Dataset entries
----

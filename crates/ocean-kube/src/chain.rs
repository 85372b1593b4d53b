//! Priority-ordered resolution over several sources
//!
//! Sources are consulted strictly in order. Fields set by an earlier source
//! are never overwritten by a later one, and the walk stops as soon as the
//! accumulated value is complete.

use async_trait::async_trait;
use ocean_core::Resolvable;
use std::sync::Arc;

use crate::error::{ResolveError, Result};
use crate::source::Source;

/// Anything that can produce a resolved value
#[async_trait]
pub trait Resolver<V: Resolvable>: Send + Sync {
    async fn resolve(&self) -> Result<V>;
}

#[async_trait]
impl<V: Resolvable, R: Resolver<V> + ?Sized> Resolver<V> for Arc<R> {
    async fn resolve(&self) -> Result<V> {
        (**self).resolve().await
    }
}

/// Ordered list of sources, highest priority first
pub struct Chain<V: Resolvable> {
    sources: Vec<Arc<dyn Source<V>>>,
}

impl<V: Resolvable> Chain<V> {
    pub fn new(sources: Vec<Arc<dyn Source<V>>>) -> Self {
        Self { sources }
    }

    /// Append a lower-priority source
    pub fn with_source(mut self, source: Arc<dyn Source<V>>) -> Self {
        self.sources.push(source);
        self
    }

    /// Names of the sources in priority order
    pub fn source_names(&self) -> Vec<&str> {
        self.sources.iter().map(|s| s.name()).collect()
    }

    /// Walk the sources and combine their results
    ///
    /// Errors from individual sources are collected, not returned, unless
    /// nothing usable was found. A non-empty but incomplete result is
    /// returned as-is; callers check `is_complete` themselves.
    pub async fn retrieve(&self) -> Result<V> {
        let mut value = V::default();
        let mut errors = Vec::new();

        for source in &self.sources {
            let retrieval = source.retrieve().await;

            if let Some(err) = retrieval.error {
                tracing::debug!(source = source.name(), kind = V::KIND, error = %err, "source failed");
                errors.push(err);
            }

            value.merge(&retrieval.value);

            if value.is_complete() {
                tracing::debug!(source = source.name(), kind = V::KIND, "resolution complete");
                break;
            }
        }

        if value.is_empty() {
            if errors.is_empty() {
                return Err(ResolveError::NoValidSource { what: V::KIND });
            }
            return Err(ResolveError::Chain {
                what: V::KIND,
                errors,
            });
        }

        Ok(value)
    }
}

#[async_trait]
impl<V: Resolvable> Resolver<V> for Chain<V> {
    async fn resolve(&self) -> Result<V> {
        self.retrieve().await
    }
}

#[cfg(test)]
pub(crate) mod tests {
    use super::*;
    use crate::error::ErrorKind;
    use crate::source::Retrieval;
    use ocean_core::{ClusterConfig, Credentials};
    use std::sync::atomic::{AtomicUsize, Ordering};

    /// Source returning a fixed outcome and counting its calls
    pub(crate) struct FakeSource<V> {
        name: String,
        value: V,
        error: Option<String>,
        calls: AtomicUsize,
    }

    impl<V: Resolvable> FakeSource<V> {
        pub(crate) fn ok(name: &str, value: V) -> Arc<Self> {
            Arc::new(Self {
                name: name.to_string(),
                value,
                error: None,
                calls: AtomicUsize::new(0),
            })
        }

        pub(crate) fn failing(name: &str, value: V, error: &str) -> Arc<Self> {
            Arc::new(Self {
                name: name.to_string(),
                value,
                error: Some(error.to_string()),
                calls: AtomicUsize::new(0),
            })
        }

        pub(crate) fn calls(&self) -> usize {
            self.calls.load(Ordering::SeqCst)
        }
    }

    #[async_trait]
    impl<V: Resolvable> Source<V> for FakeSource<V> {
        fn name(&self) -> &str {
            &self.name
        }

        async fn retrieve(&self) -> Retrieval<V> {
            self.calls.fetch_add(1, Ordering::SeqCst);
            Retrieval {
                value: self.value.clone(),
                error: self.error.clone().map(ResolveError::Source),
            }
        }
    }

    pub(crate) fn chain_of<V: Resolvable>(sources: &[Arc<FakeSource<V>>]) -> Chain<V> {
        Chain::new(
            sources
                .iter()
                .map(|s| s.clone() as Arc<dyn Source<V>>)
                .collect(),
        )
    }

    #[tokio::test]
    async fn test_combines_partial_sources() {
        let first = FakeSource::ok("first", ClusterConfig::new("x", ""));
        let second = FakeSource::ok("second", ClusterConfig::new("", "y"));
        let chain = chain_of(&[first.clone(), second.clone()]);

        let value = chain.retrieve().await.unwrap();

        assert_eq!(value, ClusterConfig::new("x", "y"));
        assert_eq!(first.calls(), 1);
        assert_eq!(second.calls(), 1);
    }

    #[tokio::test]
    async fn test_stops_once_complete() {
        let first = FakeSource::ok("first", Credentials::new("t", "a"));
        let second = FakeSource::ok("second", Credentials::new("t2", "a2"));
        let chain = chain_of(&[first.clone(), second.clone()]);

        let value = chain.retrieve().await.unwrap();

        assert_eq!(value, Credentials::new("t", "a"));
        assert_eq!(second.calls(), 0);
    }

    #[tokio::test]
    async fn test_earlier_source_wins() {
        let chain = chain_of(&[
            FakeSource::ok("env", Credentials::new("env-token", "")),
            FakeSource::ok("secret", Credentials::new("secret-token", "act-1")),
        ]);

        let value = chain.retrieve().await.unwrap();
        assert_eq!(value, Credentials::new("env-token", "act-1"));
    }

    #[tokio::test]
    async fn test_aggregates_errors_in_order() {
        let chain = chain_of(&[
            FakeSource::failing("first", Credentials::default(), "e1"),
            FakeSource::failing("second", Credentials::default(), "e2"),
        ]);

        let err = chain.retrieve().await.unwrap_err();

        assert_eq!(err.kind(), ErrorKind::Chain);
        assert_eq!(err.to_string(), "e1\ne2");
        assert_eq!(err.domain(), Some(Credentials::KIND));
    }

    #[tokio::test]
    async fn test_empty_without_errors_is_no_valid_source() {
        let chain = chain_of(&[FakeSource::ok("empty", ClusterConfig::default())]);

        let err = chain.retrieve().await.unwrap_err();

        assert!(err.is_no_valid_source());
        assert_eq!(err.domain(), Some(ClusterConfig::KIND));
    }

    #[tokio::test]
    async fn test_no_sources_is_no_valid_source() {
        let chain: Chain<Credentials> = Chain::new(Vec::new());
        assert!(chain.retrieve().await.unwrap_err().is_no_valid_source());
    }

    #[tokio::test]
    async fn test_errors_do_not_abort_chain() {
        let chain = chain_of(&[
            FakeSource::failing("broken", Credentials::default(), "unreachable"),
            FakeSource::ok("secret", Credentials::new("t", "a")),
        ]);

        assert_eq!(chain.retrieve().await.unwrap(), Credentials::new("t", "a"));
    }

    #[tokio::test]
    async fn test_partial_success_value_is_kept() {
        let chain = chain_of(&[
            FakeSource::failing("flaky", Credentials::new("t", ""), "account lookup failed"),
            FakeSource::ok("secret", Credentials::new("", "a")),
        ]);

        assert_eq!(chain.retrieve().await.unwrap(), Credentials::new("t", "a"));
    }

    #[tokio::test]
    async fn test_incomplete_result_is_not_an_error() {
        let chain = chain_of(&[
            FakeSource::ok("env", ClusterConfig::new("ocn-1", "")),
            FakeSource::failing("configmap", ClusterConfig::default(), "forbidden"),
        ]);

        let value = chain.retrieve().await.unwrap();
        assert!(!value.is_complete());
        assert_eq!(value.cluster_identifier, "ocn-1");
    }

    #[tokio::test]
    async fn test_config_without_primary_field_is_empty() {
        // An ACD identifier alone does not make the config usable
        let chain = chain_of(&[FakeSource::ok("env", ClusterConfig::new("", "acd-1"))]);

        assert!(chain.retrieve().await.unwrap_err().is_no_valid_source());
    }

    #[tokio::test]
    async fn test_source_names_keep_order() {
        let chain = chain_of(&[FakeSource::ok("env", Credentials::default())])
            .with_source(FakeSource::ok("secret", Credentials::default()) as Arc<dyn Source<_>>);

        assert_eq!(chain.source_names(), vec!["env", "secret"]);
    }
}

----

- **TASK DIRECTIONS**
When a line of the data holds the string "struct", pick it out and copy it.

- **EXPECTED ANSWER**
pub struct Chain<V: Resolvable> {
    pub(crate) struct FakeSource<V> {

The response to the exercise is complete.